Shahin Vallée indique par exemple que les schémas de plus grande union fiscale en Europe ou de budget de l’UE beaucoup plus lourd ne sont guère crédibles venant d’un pays aussi endetté que la France. De même, le think-tanker berlinois estime que les appels du président français à "acheter européen" pour développer une industrie militaire européenne seront inévitablement perçus comme une opération de soutien à la seule industrie de défense française.

Ne nions pas bien sûr la difficulté pour la France affaiblie d’aujourd’hui d’exercer un leadership sur les affaires européennes. Cependant, les critiques du président passent, nous semble-t-il à côté d’un autre élément frappant de son approche d’aujourd’hui : à la différence de ce qui a pu être le cas il y a quelques années, Emmanuel Macron ne procède plus par propositions à prendre ou à laisser. Il indique des options à débattre pour chercher une voie commune. Si son ambition n’a pas baissé, ses méthodes pour convaincre se sont peut-être améliorées.

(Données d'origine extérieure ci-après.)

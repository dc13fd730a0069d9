//! Business logic services for the ChemStock platform

pub mod customer;
pub mod dispatch;
pub mod invoice;
pub mod location;
pub mod product;
pub mod reconciliation;
pub mod stock;

pub use customer::CustomerService;
pub use dispatch::DispatchService;
pub use invoice::InvoiceService;
pub use location::LocationService;
pub use product::ProductService;
pub use reconciliation::ReconciliationService;
pub use stock::StockService;
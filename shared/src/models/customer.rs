//! Customer models

use chrono::{DateTime, Utc};
use serde::{Deserialize, Serialize};
use uuid::Uuid;
use validator::Validate;

/// A customer invoices are billed to.
#[derive(Debug, Clone, Serialize, Deserialize)]
pub struct Customer {
    pub id: Uuid,
    pub name: String,
    pub address: Option<String>,
    pub gstin: Option<String>,
    pub state: Option<String>,
    pub phone: Option<String>,
    pub created_at: DateTime<Utc>,
    pub updated_at: DateTime<Utc>,
}

/// Input for creating or editing a customer.
#[derive(Debug, Clone, Deserialize, Validate)]
pub struct CustomerInput {
    #[validate(length(min = 1, message = "Customer name is required"))]
    pub name: String,
    pub address: Option<String>,
    pub gstin: Option<String>,
    pub state: Option<String>,
    pub phone: Option<String>,
}
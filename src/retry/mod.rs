//! 重试队列模块：失败条目的指数退避重试记录与诊断信息回填。
//!
//! # Retry Queue / Failure Mapper
//!
//! Final dispatch failures are never dropped. They go two ways:
//!
//! - [`map_failures_to_items`] stamps each failed item with a
//!   [`crate::types::FailureAnnotation`] so the writer can persist it as
//!   not-yet-summarized; the next run picks it up again.
//! - [`RetryQueue`] keeps a delayed-retry schedule for retryable failures,
//!   backing off exponentially (`base_delay * 2^retry_count`) until
//!   `max_retries` is reached.
//!
//! ```rust
//! use ai_batch_pipeline::error_code::ErrorType;
//! use ai_batch_pipeline::retry::RetryQueueEntry;
//! use chrono::Utc;
//! use std::time::Duration;
//!
//! let now = Utc::now();
//! let entry = RetryQueueEntry::new(42, "timeout", ErrorType::Timeout, 3, Duration::from_secs(60), now);
//! let next = entry.incremented_at(Duration::from_secs(60), now);
//! assert!(next.next_retry_at > entry.next_retry_at);
//! ```

mod entry;
mod mapper;
mod queue;

pub use entry::RetryQueueEntry;
pub use mapper::{map_failures_to_items, map_successes_to_items};
pub use queue::{
    MemoryRetryQueueStore, RetryQueue, RetryQueueConfig, RetryQueueReport, RetryQueueStore,
};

Emmanuel Macron ne procède plus par propositions à prendre ou à laisser. Il indique des options à débattre pour chercher une voie commune.

Ainsi, sur les questions industrielles, il dénonce le "juste retour", qui empêche la constitution de grands groupes européens en exigeant des retombées nationales pour chacun des États-Membres ; il ouvre la perspective de quelques "champions" européens répartis entre quelques pays. Il parle ainsi de "trois ou quatre champions dans le spatial, trois ou quatre dans l’intelligence artificielle, trois ou quatre dans le quantique".

En matière de défense, les commentateurs se sont beaucoup polarisés sur la notion de dissuasion française (et britannique) élargie au bénéfice de l’Europe, de façon assez paradoxale puisque cette notion remonte à François Mitterrand, si ce n’est même à Valéry Giscard d’Estaing (cf. : la déclaration d’Ottawa de l’Otan reconnaissant en 1974 la contribution des deux forces nationales européennes à la défense du monde libre). L’originalité des propos présidentiels est double : M. Macron évoque le thème d’une capacité de frappe en profondeur et celui d’un bouclier anti-missile, à l’échelon européen ; c’étaient jusqu’ici des sujets peu abordés par les dirigeants français compte tenu de la tradition nationale de centrer notre défense sur la dissuasion nucléaire et les opérations extérieures.

S’agissant d’un bouclier anti-missiles européen, le président ouvre l’option de rejoindre le projet avancé par le Chancelier Scholz, qu’il avait dans un premier temps rejeté. Surtout, sur la dissuasion, les missiles et le bouclier, il préconise un vaste débat entre Européens (en fixant toutefois une date limite de quelques mois à celui-ci), il n’avance pas de solutions toutes faites. Dans quel cadre mener un tel débat ? Emmanuel Macron pense non à l’UE, le forum naturel pour les Français pour les projets européens, mais à la Communauté Politique Européenne (la CPE, initiative réunissant, depuis 2022, les 27 États membres et 20 États de l'Europe "géographique", dont le Royaume-Uni, la Suisse et la Turquie), dont il se trouve que la prochaine rencontre doit se tenir sous présidence du Royaume-Uni à Londres en juillet. Il tend donc une perche à ce pays avec lequel, souligne-t-il, la France a de toute façon des liens particuliers en matière de défense.

Nous noterons pour conclure qu’en proposant ce cadre de discussion, le président risque de se heurter aux réflexes otaniens habituels de nos partenaires.

Paris aurait peut-être intérêt, pour contourner la difficulté, à suggérer que les débats de la CPE soient préparés d’abord en franco-britannique, puis dans un groupe restreint de quelques autres partenaires ; mais un exercice du même type doit se dérouler – cette fois sans le Royaume-Uni – pour préparer le Conseil Européen du mois de juin, qui doit décider de nouvelles sources de financements au sein de l’UE pour soutenir dans la durée l’effort européen d’aide militaire à l’Ukraine.

Paris aurait peut-être intérêt, pour contourner la difficulté, à suggérer que les débats de la CPE soient préparés d’abord en franco-britannique, puis dans un groupe restreint de quelques autres partenaires.